5 Synergistic Selection
Maynard Smith also proposed the concept of Synergistic Selection in a 1982 paper as (in effect) a sub-category of natural selection. Synergistic Selection refers to the many contexts in nature where two or more genes/genomes/parts/individuals have a shared fate; they are functionally interdependent. Maynard Smith illustrated with a formal mathematical model that included a term for “non-additive” benefits. As I argue in my 2018 book, Synergistic Selection is an evolutionary dynamic with much wider scope even than Maynard Smith envisioned. It includes, among other things, many additive phenomena with combined threshold effects and, more important, many “qualitative novelties” that cannot even be expressed in quantitative terms. Synergistic Selection focuses our attention on the causal dynamics and selective outcomes when synergistic phenomena of various kinds arise in the natural world. For it is synergy, and Synergistic Selection, that has driven the evolution of cooperation and complexity in living systems over time, including especially the major transitions in evolution.

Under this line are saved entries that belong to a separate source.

/*
Copyright 2025 Connor Nolan

Licensed under the Apache License, Version 2.0 (the "License");
you may not use this file except in compliance with the License.
You may obtain a copy of the License at

    http://www.apache.org/licenses/LICENSE-2.0

Unless required by applicable law or agreed to in writing, software
distributed under the License is distributed on an "AS IS" BASIS,
WITHOUT WARRANTIES OR CONDITIONS OF ANY KIND, either express or implied.
See the License for the specific language governing permissions and
limitations under the License.
*/

//! `and`/`or`/`xor` (the ALU grid), plus `not`/`neg` (single r/m, `f6/7 /2`
//! `/3`), `shl`/`shr`/`sar` (shift-by-`cl`/shift-by-`imm8`), `test`, and
//! `nop`. `instructions.py` never modelled a bitwise category; these follow
//! the same opcode grid already transcribed for `add`/`sub`/`cmp`, per the
//! design ledger's supplement note.

use super::alu;
use crate::operand::{imm, r, rm};
use crate::recipe::{Mnemonic, OperandRole, Recipe};
use crate::register::gp8::cl;

pub fn and() -> Mnemonic {
    Mnemonic { name: "and", recipes: alu::recipes(4, 0x20) }
}

pub fn or() -> Mnemonic {
    Mnemonic { name: "or", recipes: alu::recipes(1, 0x08) }
}

pub fn xor() -> Mnemonic {
    Mnemonic { name: "xor", recipes: alu::recipes(6, 0x30) }
}

fn unary_digit(digit: u8) -> Vec<Recipe> {
    let mut recipes = Vec::new();
    recipes.push(Recipe::new(vec![rm(8)], &[0xf6], Some(digit), false, &[OperandRole::ModrmRm(0)]));
    for bits in [16u16, 32, 64] {
        recipes.push(Recipe::new(vec![rm(bits)], &[0xf7], Some(digit), bits == 64, &[OperandRole::ModrmRm(0)]));
    }
    recipes
}

pub fn not() -> Mnemonic {
    Mnemonic { name: "not", recipes: unary_digit(2) }
}

pub fn neg() -> Mnemonic {
    Mnemonic { name: "neg", recipes: unary_digit(3) }
}

/// Shift-group opcode grid shared by `shl`/`shr`/`sar`: `/digit, 1` (bare
/// single-bit shift, `d0`/`d1`), `/digit, cl` (`d2`/`d3`), and
/// `/digit, imm8` (`c0`/`c1`). The bare-`1` form is intentionally omitted —
/// it is subsumed by the `cl` and `imm8` forms for a JIT that always
/// supplies an explicit shift count.
/// `d2`/`d3` have no field to record which register was named as the count
/// source — the hardware always reads `cl` — so the count slot carries a
/// `FixedRegister` role rejecting anything else at encode time, rather than
/// silently encoding "shift by cl" for whatever 8-bit register was supplied.
fn shift_digit(digit: u8) -> Vec<Recipe> {
    let mut recipes = Vec::new();
    recipes.push(Recipe::new(
        vec![rm(8), r(8)],
        &[0xd2],
        Some(digit),
        false,
        &[OperandRole::ModrmRm(0), OperandRole::FixedRegister(1, cl)],
    ));
    for bits in [16u16, 32, 64] {
        recipes.push(Recipe::new(
            vec![rm(bits), r(8)],
            &[0xd3],
            Some(digit),
            bits == 64,
            &[OperandRole::ModrmRm(0), OperandRole::FixedRegister(1, cl)],
        ));
    }
    recipes.push(Recipe::new(
        vec![rm(8), imm(8)],
        &[0xc0],
        Some(digit),
        false,
        &[OperandRole::ModrmRm(0), OperandRole::Immediate(1)],
    ));
    for bits in [16u16, 32, 64] {
        recipes.push(Recipe::new(
            vec![rm(bits), imm(8)],
            &[0xc1],
            Some(digit),
            bits == 64,
            &[OperandRole::ModrmRm(0), OperandRole::Immediate(1)],
        ));
    }
    recipes
}

pub fn shl() -> Mnemonic {
    Mnemonic { name: "shl", recipes: shift_digit(4) }
}

pub fn shr() -> Mnemonic {
    Mnemonic { name: "shr", recipes: shift_digit(5) }
}

pub fn sar() -> Mnemonic {
    Mnemonic { name: "sar", recipes: shift_digit(7) }
}

/// `test r/m, imm` (`f6/0`, `f7/0`, `REX.W+f7/0`) and `test r/m, r`
/// (`84/85`, `REX.W+85`).
pub fn test() -> Mnemonic {
    let mut recipes = Vec::new();
    recipes.push(Recipe::new(
        vec![rm(8), imm(8)],
        &[0xf6],
        Some(0),
        false,
        &[OperandRole::ModrmRm(0), OperandRole::Immediate(1)],
    ));
    for bits in [16u16, 32, 64] {
        let imm_bits = if bits == 16 { 16 } else { 32 };
        recipes.push(Recipe::new(
            vec![rm(bits), imm(imm_bits)],
            &[0xf7],
            Some(0),
            bits == 64,
            &[OperandRole::ModrmRm(0), OperandRole::Immediate(1)],
        ));
    }
    recipes.push(Recipe::new(
        vec![rm(8), r(8)],
        &[0x84],
        None,
        false,
        &[OperandRole::ModrmRm(0), OperandRole::ModrmReg(1)],
    ));
    for bits in [16u16, 32, 64] {
        recipes.push(Recipe::new(
            vec![rm(bits), r(bits)],
            &[0x85],
            None,
            bits == 64,
            &[OperandRole::ModrmRm(0), OperandRole::ModrmReg(1)],
        ));
    }
    Mnemonic { name: "test", recipes }
}

pub fn nop() -> Mnemonic {
    Mnemonic { name: "nop", recipes: vec![Recipe::new(vec![], &[0x90], None, false, &[])] }
}

#[cfg(test)]
mod tests {
    use super::*;
    use crate::instruction::{assemble, Encoded};
    use crate::operand::Operand;
    use crate::register::gp32::eax;
    use crate::register::gp8::dl;

    #[test]
    fn shift_by_cl_uses_cl_register_slot() {
        let shl = shl();
        assert!(shl.recipes.iter().any(|r| r.signature.len() == 2 && r.opcode == [0xd3]));
    }

    #[test]
    fn shift_by_cl_assembles() {
        match assemble("shl", vec![Operand::Register(eax), Operand::Register(cl)], 64).unwrap() {
            Encoded::Bytes(b) => assert_eq!(b, vec![0xd3, 0xe0]),
            Encoded::Deferred(_) => panic!("expected fully resolved bytes"),
        }
    }

    #[test]
    fn shift_by_non_cl_register_is_rejected() {
        assert!(assemble("shl", vec![Operand::Register(eax), Operand::Register(dl)], 64).is_err());
    }
}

One example (among the many cited in my book) is the evolution of eukaryotes. Increased size and complexity can have many functional advantages in the natural world (see below), and eukaryotic cells, inclusive of their complex internal architecture, average some 10–15,000 times larger than the typical prokaryote. However, this huge size difference requires many orders of magnitude more energy, and the key to solving this functional imperative was a symbiotic (synergistic) union between an ancestral prokaryote and an ancestor of the specialized, energy producing mitochondria in modern eukaryotic cells. Not only was this novel combination of labor mutually beneficial for each of the two partners, but it created a pathway for expanding and multiplying those benefits many times over. Some specialized cells in complex organisms like humans may contain hundreds, or even thousands, of mitochondria. Liver cells, for instance, have some 2,500 mitochondria and muscle cells may have several times that number. I refer to it as a “synergy of scale.” (See also Lane 2017. For related work on the evolution of multicellularity, see Ratcliff et al. 2012, 2015.)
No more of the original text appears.